[Excerpts from a dataset]
══════════

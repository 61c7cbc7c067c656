//! Feature layout shared by training and inference.
//!
//! Four numeric columns come first, in a fixed order, followed by one
//! `city_<Name>` indicator per city observed at training time (sorted by
//! name). The layout is persisted next to the network so inference builds
//! vectors in exactly the order the network was trained on.

use serde::{Deserialize, Serialize};
use std::collections::BTreeSet;
use std::path::Path;

use crate::domain::{Sample, MAX_BILLING_CYCLE, MONTHS};
use crate::error::{PredictError, Result, WattError};
use crate::ml::scaler::MinMaxScaler;

pub const LAST_PAID_MONTH_NORM: &str = "last_paid_month_norm";
pub const BILLING_CYCLE_NORM: &str = "billing_cycle_norm";
pub const TARGET_MONTH_NORM: &str = "target_month_norm";
pub const LAST_PAID_UNITS_SCALED: &str = "last_paid_units_scaled";

pub const NUMERIC_COLUMNS: [&str; 4] = [
    LAST_PAID_MONTH_NORM,
    BILLING_CYCLE_NORM,
    TARGET_MONTH_NORM,
    LAST_PAID_UNITS_SCALED,
];

pub const CITY_PREFIX: &str = "city_";

/// Raw values one feature vector is built from
#[derive(Debug, Clone, Copy)]
pub struct RawFeatures<'a> {
    pub city: &'a str,
    pub last_paid_month: u32,
    pub billing_cycle: u32,
    pub target_month: u32,
    pub last_paid_units: f64,
}

impl<'a> From<&'a Sample> for RawFeatures<'a> {
    fn from(s: &'a Sample) -> Self {
        Self {
            city: &s.city,
            last_paid_month: s.last_paid_month,
            billing_cycle: s.billing_cycle,
            target_month: s.target_month,
            last_paid_units: s.last_paid_units,
        }
    }
}

/// Ordered feature-column names
#[derive(Debug, Clone, PartialEq, Eq, Serialize, Deserialize)]
#[serde(transparent)]
pub struct FeatureColumns(Vec<String>);

impl FeatureColumns {
    /// Build the layout from the cities present in a dataset
    pub fn from_cities<'a, I>(cities: I) -> Self
    where
        I: IntoIterator<Item = &'a str>,
    {
        let unique: BTreeSet<&str> = cities.into_iter().collect();
        let mut names: Vec<String> = NUMERIC_COLUMNS.iter().map(|c| c.to_string()).collect();
        names.extend(unique.into_iter().map(|c| format!("{CITY_PREFIX}{c}")));
        Self(names)
    }

    pub fn from_names(names: Vec<String>) -> std::result::Result<Self, String> {
        let columns = Self(names);
        columns.validate()?;
        Ok(columns)
    }

    pub fn validate(&self) -> std::result::Result<(), String> {
        if self.0.len() <= NUMERIC_COLUMNS.len() {
            return Err(format!(
                "expected {} numeric columns plus at least one city column, got {} columns",
                NUMERIC_COLUMNS.len(),
                self.0.len()
            ));
        }
        for (idx, expected) in NUMERIC_COLUMNS.iter().enumerate() {
            if self.0[idx] != *expected {
                return Err(format!(
                    "column[{idx}] is {:?}, expected {expected:?}",
                    self.0[idx]
                ));
            }
        }
        let mut seen = BTreeSet::new();
        for name in &self.0[NUMERIC_COLUMNS.len()..] {
            if !name.starts_with(CITY_PREFIX) || name.len() == CITY_PREFIX.len() {
                return Err(format!("unexpected non-city column {name:?}"));
            }
            if !seen.insert(name.as_str()) {
                return Err(format!("duplicate column {name:?}"));
            }
        }
        Ok(())
    }

    pub fn len(&self) -> usize {
        self.0.len()
    }

    pub fn is_empty(&self) -> bool {
        self.0.is_empty()
    }

    pub fn names(&self) -> &[String] {
        &self.0
    }

    /// City names with an indicator column, in column order
    pub fn cities(&self) -> Vec<&str> {
        self.0
            .iter()
            .filter_map(|c| c.strip_prefix(CITY_PREFIX))
            .collect()
    }

    /// Build a feature vector in column order.
    ///
    /// Fails with `UnknownCity` when no indicator column matches.
    pub fn encode(
        &self,
        raw: RawFeatures<'_>,
        units_scaler: &MinMaxScaler,
    ) -> std::result::Result<Vec<f64>, PredictError> {
        let mut vector = Vec::with_capacity(self.0.len());
        let mut city_hit = false;

        for column in &self.0 {
            let value = match column.as_str() {
                LAST_PAID_MONTH_NORM => f64::from(raw.last_paid_month) / f64::from(MONTHS),
                BILLING_CYCLE_NORM => f64::from(raw.billing_cycle) / f64::from(MAX_BILLING_CYCLE),
                TARGET_MONTH_NORM => f64::from(raw.target_month) / f64::from(MONTHS),
                LAST_PAID_UNITS_SCALED => units_scaler.transform(raw.last_paid_units),
                other => match other.strip_prefix(CITY_PREFIX) {
                    Some(city) if city == raw.city => {
                        city_hit = true;
                        1.0
                    }
                    _ => 0.0,
                },
            };
            vector.push(value);
        }

        if !city_hit {
            return Err(PredictError::UnknownCity {
                city: raw.city.to_string(),
            });
        }
        Ok(vector)
    }

    pub fn from_file<P: AsRef<Path>>(path: P) -> Result<Self> {
        let content = std::fs::read_to_string(&path)?;
        let names: Vec<String> = serde_json::from_str(&content)?;
        Self::from_names(names).map_err(WattError::Model)
    }

    pub fn save<P: AsRef<Path>>(&self, path: P) -> Result<()> {
        std::fs::write(path, serde_json::to_string_pretty(self)?)?;
        Ok(())
    }
}

#[cfg(test)]
mod tests {
    use super::*;

    fn scaler() -> MinMaxScaler {
        MinMaxScaler {
            data_min: 100.0,
            data_max: 3100.0,
        }
    }

    #[test]
    fn city_columns_sorted_and_unique() {
        let cols = FeatureColumns::from_cities(["Mumbai", "Delhi", "Mumbai", "Bangalore"]);
        assert_eq!(
            cols.names(),
            [
                "last_paid_month_norm",
                "billing_cycle_norm",
                "target_month_norm",
                "last_paid_units_scaled",
                "city_Bangalore",
                "city_Delhi",
                "city_Mumbai",
            ]
        );
        assert_eq!(cols.cities(), ["Bangalore", "Delhi", "Mumbai"]);
        assert!(cols.validate().is_ok());
    }

    #[test]
    fn encodes_in_column_order() {
        let cols = FeatureColumns::from_cities(["Delhi", "Chennai"]);
        let v = cols
            .encode(
                RawFeatures {
                    city: "Delhi",
                    last_paid_month: 6,
                    billing_cycle: 3,
                    target_month: 8,
                    last_paid_units: 1600.0,
                },
                &scaler(),
            )
            .unwrap();
        assert_eq!(v, vec![0.5, 0.5, 8.0 / 12.0, 0.5, 0.0, 1.0]);
    }

    #[test]
    fn unknown_city_rejected() {
        let cols = FeatureColumns::from_cities(["Delhi"]);
        let err = cols
            .encode(
                RawFeatures {
                    city: "delhi",
                    last_paid_month: 1,
                    billing_cycle: 1,
                    target_month: 1,
                    last_paid_units: 500.0,
                },
                &scaler(),
            )
            .unwrap_err();
        assert_eq!(
            err,
            PredictError::UnknownCity {
                city: "delhi".to_string()
            }
        );
    }

    #[test]
    fn validate_catches_misordered_layout() {
        let names = vec![
            "billing_cycle_norm".to_string(),
            "last_paid_month_norm".to_string(),
            "target_month_norm".to_string(),
            "last_paid_units_scaled".to_string(),
            "city_Delhi".to_string(),
        ];
        assert!(FeatureColumns::from_names(names).is_err());

        let no_city: Vec<String> = NUMERIC_COLUMNS.iter().map(|c| c.to_string()).collect();
        assert!(FeatureColumns::from_names(no_city).is_err());
    }
}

══════════

Each entry is to be retyped precisely as it stands.

▶ [EXERCISE SOLUTION]
repository 61c7cbc7c067c656
//! Feature layout shared by training and inference.
//!
//! Four numeric columns come first, in a fixed order, followed by one
//! `city_<Name>` indicator per city observed at training time (sorted by
//! name). The layout is persisted next to the network so inference builds
//! vectors in exactly the order the network was trained on.

use serde::{Deserialize, Serialize};
use std::collections::BTreeSet;
use std::path::Path;

use crate::domain::{Sample, MAX_BILLING_CYCLE, MONTHS};
use crate::error::{PredictError, Result, WattError};
use crate::ml::scaler::MinMaxScaler;

pub const LAST_PAID_MONTH_NORM: &str = "last_paid_month_norm";
pub const BILLING_CYCLE_NORM: &str = "billing_cycle_norm";
pub const TARGET_MONTH_NORM: &str = "target_month_norm";
pub const LAST_PAID_UNITS_SCALED: &str = "last_paid_units_scaled";

pub const NUMERIC_COLUMNS: [&str; 4] = [
    LAST_PAID_MONTH_NORM,
    BILLING_CYCLE_NORM,
    TARGET_MONTH_NORM,
    LAST_PAID_UNITS_SCALED,
];

pub const CITY_PREFIX: &str = "city_";

/// Raw values one feature vector is built from
#[derive(Debug, Clone, Copy)]
pub struct RawFeatures<'a> {
    pub city: &'a str,
    pub last_paid_month: u32,
    pub billing_cycle: u32,
    pub target_month: u32,
    pub last_paid_units: f64,
}

impl<'a> From<&'a Sample> for RawFeatures<'a> {
    fn from(s: &'a Sample) -> Self {
        Self {
            city: &s.city,
            last_paid_month: s.last_paid_month,
            billing_cycle: s.billing_cycle,
            target_month: s.target_month,
            last_paid_units: s.last_paid_units,
        }
    }
}

/// Ordered feature-column names
#[derive(Debug, Clone, PartialEq, Eq, Serialize, Deserialize)]
#[serde(transparent)]
pub struct FeatureColumns(Vec<String>);

impl FeatureColumns {
    /// Build the layout from the cities present in a dataset
    pub fn from_cities<'a, I>(cities: I) -> Self
    where
        I: IntoIterator<Item = &'a str>,
    {
        let unique: BTreeSet<&str> = cities.into_iter().collect();
        let mut names: Vec<String> = NUMERIC_COLUMNS.iter().map(|c| c.to_string()).collect();
        names.extend(unique.into_iter().map(|c| format!("{CITY_PREFIX}{c}")));
        Self(names)
    }

    pub fn from_names(names: Vec<String>) -> std::result::Result<Self, String> {
        let columns = Self(names);
        columns.validate()?;
        Ok(columns)
    }

    pub fn validate(&self) -> std::result::Result<(), String> {
        if self.0.len() <= NUMERIC_COLUMNS.len() {
            return Err(format!(
                "expected {} numeric columns plus at least one city column, got {} columns",
                NUMERIC_COLUMNS.len(),
                self.0.len()
            ));
        }
        for (idx, expected) in NUMERIC_COLUMNS.iter().enumerate() {
            if self.0[idx] != *expected {
                return Err(format!(
                    "column[{idx}] is {:?}, expected {expected:?}",
                    self.0[idx]
                ));
            }
        }
        let mut seen = BTreeSet::new();
        for name in &self.0[NUMERIC_COLUMNS.len()..] {
            if !name.starts_with(CITY_PREFIX) || name.len() == CITY_PREFIX.len() {
                return Err(format!("unexpected non-city column {name:?}"));
            }
            if !seen.insert(name.as_str()) {
                return Err(format!("duplicate column {name:?}"));
            }
        }
        Ok(())
    }

    pub fn len(&self) -> usize {
        self.0.len()
    }

    pub fn is_empty(&self) -> bool {
        self.0.is_empty()
    }

    pub fn names(&self) -> &[String] {
        &self.0
    }

    /// City names with an indicator column, in column order
    pub fn cities(&self) -> Vec<&str> {
        self.0
            .iter()
            .filter_map(|c| c.strip_prefix(CITY_PREFIX))
            .collect()
    }

    /// Build a feature vector in column order.
    ///
    /// Fails with `UnknownCity` when no indicator column matches.
    pub fn encode(
        &self,
        raw: RawFeatures<'_>,
        units_scaler: &MinMaxScaler,
    ) -> std::result::Result<Vec<f64>, PredictError> {
        let mut vector = Vec::with_capacity(self.0.len());
        let mut city_hit = false;

        for column in &self.0 {
            let value = match column.as_str() {
                LAST_PAID_MONTH_NORM => f64::from(raw.last_paid_month) / f64::from(MONTHS),
                BILLING_CYCLE_NORM => f64::from(raw.billing_cycle) / f64::from(MAX_BILLING_CYCLE),
                TARGET_MONTH_NORM => f64::from(raw.target_month) / f64::from(MONTHS),
                LAST_PAID_UNITS_SCALED => units_scaler.transform(raw.last_paid_units),
                other => match other.strip_prefix(CITY_PREFIX) {
                    Some(city) if city == raw.city => {
                        city_hit = true;
                        1.0
                    }
                    _ => 0.0,
                },
            };
            vector.push(value);
        }

        if !city_hit {
            return Err(PredictError::UnknownCity {
                city: raw.city.to_string(),
            });
        }
        Ok(vector)
    }

    pub fn from_file<P: AsRef<Path>>(path: P) -> Result<Self> {
        let content = std::fs::read_to_string(&path)?;
        let names: Vec<String> = serde_json::from_str(&content)?;
        Self::from_names(names).map_err(WattError::Model)
    }

    pub fn save<P: AsRef<Path>>(&self, path: P) -> Result<()> {
        std::fs::write(path, serde_json::to_string_pretty(self)?)?;
        Ok(())
    }
}

#[cfg(test)]
mod tests {
    use super::*;

    fn scaler() -> MinMaxScaler {
        MinMaxScaler {
            data_min: 100.0,
            data_max: 3100.0,
        }
    }

    #[test]
    fn city_columns_sorted_and_unique() {
        let cols = FeatureColumns::from_cities(["Mumbai", "Delhi", "Mumbai", "Bangalore"]);
        assert_eq!(
            cols.names(),
            [
                "last_paid_month_norm",
                "billing_cycle_norm",
                "target_month_norm",
                "last_paid_units_scaled",
                "city_Bangalore",
                "city_Delhi",
                "city_Mumbai",
            ]
        );
        assert_eq!(cols.cities(), ["Bangalore", "Delhi", "Mumbai"]);
        assert!(cols.validate().is_ok());
    }

    #[test]
    fn encodes_in_column_order() {
        let cols = FeatureColumns::from_cities(["Delhi", "Chennai"]);
        let v = cols
            .encode(
                RawFeatures {
                    city: "Delhi",
                    last_paid_month: 6,
                    billing_cycle: 3,
                    target_month: 8,
                    last_paid_units: 1600.0,
                },
                &scaler(),
            )
            .unwrap();
        assert_eq!(v, vec![0.5, 0.5, 8.0 / 12.0, 0.5, 0.0, 1.0]);
    }

    #[test]
    fn unknown_city_rejected() {
        let cols = FeatureColumns::from_cities(["Delhi"]);
        let err = cols
            .encode(
                RawFeatures {
                    city: "delhi",
                    last_paid_month: 1,
                    billing_cycle: 1,
                    target_month: 1,
                    last_paid_units: 500.0,
                },
                &scaler(),
            )
            .unwrap_err();
        assert_eq!(
            err,
            PredictError::UnknownCity {
                city: "delhi".to_string()
            }
        );
    }

    #[test]
    fn validate_catches_misordered_layout() {
        let names = vec![
            "billing_cycle_norm".to_string(),
            "last_paid_month_norm".to_string(),
            "target_month_norm".to_string(),
            "last_paid_units_scaled".to_string(),
            "city_Delhi".to_string(),
        ];
        assert!(FeatureColumns::from_names(names).is_err());

        let no_city: Vec<String> = NUMERIC_COLUMNS.iter().map(|c| c.to_string()).collect();
        assert!(FeatureColumns::from_names(no_city).is_err());
    }
}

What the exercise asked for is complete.